El interrogante a inscribir frente a su dictado es, por el contrario, si el derecho que ella expresa es, o no, ajustado a (la noción compartida de) justicia.

Lo dijimos al inicio de estas líneas: aunque bien pueda de/mostrar la existencia de la fe; la razón no salva ni es digna de  per/seguirse.

No hay quien marche exigiendo el derecho por el derecho mismo.

Debiéramos, para dar por concluidos estos primeros apuntes, confrontar las posiciones que aquí hemos sentado, a un caso concreto de conflicto jurídico.

Recurrimos, a tales fines a una escena griega; estela inaugural de la huella por la que transita el rastro de nuestra cosmovisión occidental.

En mérito a la brevedad de este trabajo, luego de transcribir el relato situacional en cuestión anotaremos, sobre él, solo algunos comentarios mínimos.

 

III. Rawls, Rorty, el velo de ignorancia y la lealtad ampliada (un oráculo a los mesenios).
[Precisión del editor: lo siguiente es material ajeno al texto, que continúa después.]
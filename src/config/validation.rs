//! Configuration validation.
//!
//! # Responsibilities
//! - Semantic validation (serde handles syntactic)
//! - Validate value ranges (capacities > 0, watermarks ordered)
//!
//! # Design Decisions
//! - Returns all validation errors, not just first
//! - Each section has its own checker so constructors can validate just
//!   the section they consume

use thiserror::Error;

use crate::config::schema::{
    CacheConfig, CircuitBreakerConfig, ConcurrencyConfig, QueueConfig, RateLimitConfig,
    RetryConfig, TimeoutConfig, ToolkitConfig,
};
use crate::error::ToolkitError;

/// A single rejected configuration value.
#[derive(Debug, Clone, PartialEq, Eq, Error)]
#[error("{field}: {message}")]
pub struct ValidationError {
    /// Dotted path of the offending field.
    pub field: String,
    /// What is wrong with it.
    pub message: String,
}

impl ValidationError {
    fn new(section: &str, field: &str, message: impl Into<String>) -> Self {
        Self {
            field: format!("{section}.{field}"),
            message: message.into(),
        }
    }
}

/// Validate the whole configuration tree.
pub fn validate_config(config: &ToolkitConfig) -> Result<(), Vec<ValidationError>> {
    let mut errors = Vec::new();
    check_cache(&config.cache, "cache", &mut errors);
    check_queue(&config.queue, "queue", &mut errors);
    check_concurrency(&config.concurrency, "concurrency", &mut errors);
    check_circuit_breaker(&config.circuit_breaker, "circuit_breaker", &mut errors);
    if config.rate_limit.enabled {
        check_rate_limit(&config.rate_limit, "rate_limit", &mut errors);
    }
    check_retries(&config.retries, "retries", &mut errors);
    check_timeouts(&config.timeouts, "timeouts", &mut errors);

    if errors.is_empty() {
        Ok(())
    } else {
        Err(errors)
    }
}

/// Run one section checker and turn its findings into a constructor error.
pub(crate) fn ensure<F>(check: F) -> Result<(), ToolkitError>
where
    F: FnOnce(&mut Vec<ValidationError>),
{
    let mut errors = Vec::new();
    check(&mut errors);
    if errors.is_empty() {
        Ok(())
    } else {
        Err(ToolkitError::InvalidConfiguration(errors))
    }
}

pub(crate) fn check_cache(config: &CacheConfig, section: &str, errors: &mut Vec<ValidationError>) {
    if config.max_size == 0 {
        errors.push(ValidationError::new(section, "max_size", "must be greater than 0"));
    }
}

pub(crate) fn check_queue(config: &QueueConfig, section: &str, errors: &mut Vec<ValidationError>) {
    if config.max_size == 0 {
        errors.push(ValidationError::new(section, "max_size", "must be greater than 0"));
        return;
    }

    let high = config.high_water_mark();
    let low = config.low_water_mark();
    if high == 0 || high > config.max_size {
        errors.push(ValidationError::new(
            section,
            "high_water_mark",
            format!("must be in 1..={}, got {high}", config.max_size),
        ));
    }
    if low >= high {
        errors.push(ValidationError::new(
            section,
            "low_water_mark",
            format!("must be below high_water_mark ({high}), got {low}"),
        ));
    }
}

pub(crate) fn check_concurrency(
    config: &ConcurrencyConfig,
    section: &str,
    errors: &mut Vec<ValidationError>,
) {
    if config.max_concurrency == 0 {
        errors.push(ValidationError::new(section, "max_concurrency", "must be greater than 0"));
    }
}

pub(crate) fn check_circuit_breaker(
    config: &CircuitBreakerConfig,
    section: &str,
    errors: &mut Vec<ValidationError>,
) {
    if config.failure_threshold == 0 {
        errors.push(ValidationError::new(section, "failure_threshold", "must be greater than 0"));
    }
    if config.half_open_max_calls == 0 {
        errors.push(ValidationError::new(section, "half_open_max_calls", "must be greater than 0"));
    }
}

pub(crate) fn check_rate_limit(
    config: &RateLimitConfig,
    section: &str,
    errors: &mut Vec<ValidationError>,
) {
    if !(config.max_tokens.is_finite() && config.max_tokens > 0.0) {
        errors.push(ValidationError::new(section, "max_tokens", "must be a positive number"));
    }
    if !(config.refill_rate_per_second.is_finite() && config.refill_rate_per_second > 0.0) {
        errors.push(ValidationError::new(
            section,
            "refill_rate_per_second",
            "must be a positive number",
        ));
    }
}

pub(crate) fn check_retries(config: &RetryConfig, section: &str, errors: &mut Vec<ValidationError>) {
    if !(config.multiplier.is_finite() && config.multiplier >= 1.0) {
        errors.push(ValidationError::new(section, "multiplier", "must be at least 1.0"));
    }
    if config.base_delay_ms > config.max_delay_ms {
        errors.push(ValidationError::new(
            section,
            "base_delay_ms",
            format!("must not exceed max_delay_ms ({})", config.max_delay_ms),
        ));
    }
}

pub(crate) fn check_timeouts(config: &TimeoutConfig, section: &str, errors: &mut Vec<ValidationError>) {
    if config.operation_ms == 0 {
        errors.push(ValidationError::new(section, "operation_ms", "must be greater than 0"));
    }
}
En el Libro IV de una obra de la que ya hemos hablado[7], Pausanias nos describe la siguiente escena, en tierras mesenias y en el marco de una guerra con los temibles espartanos:

“Eufaes, el rey, reunió a los mesenios y les reveló la respuesta del oráculo:

‘A una doncella pura, en honor de los dioses infernales/ Designada por suerte, de sangre de los Epítidas,/ Sacrificadla en sacrificios nocturnos./ Pero si fracasáis, sacrificad entonces a una de otra sangre,/ Si el padre la entrega para el sacrificio voluntariamente’.

Cuando el dios reveló esto, al punto fueron sorteadas todas las doncellas de la familia de los Epítidas y la suerte recayó en la hija de Licisco; pero el adivino Epébolo dijo que no se la debía sacrificar, pues no era hija de Licisco, sino que la mujer que estaba casada con Licisco, como no podía tener hijos, había hecho pasar a la muchacha por suya. Mientras éste contaba la historia de la muchacha, Licisco se la llevó y se pasó a Esparta.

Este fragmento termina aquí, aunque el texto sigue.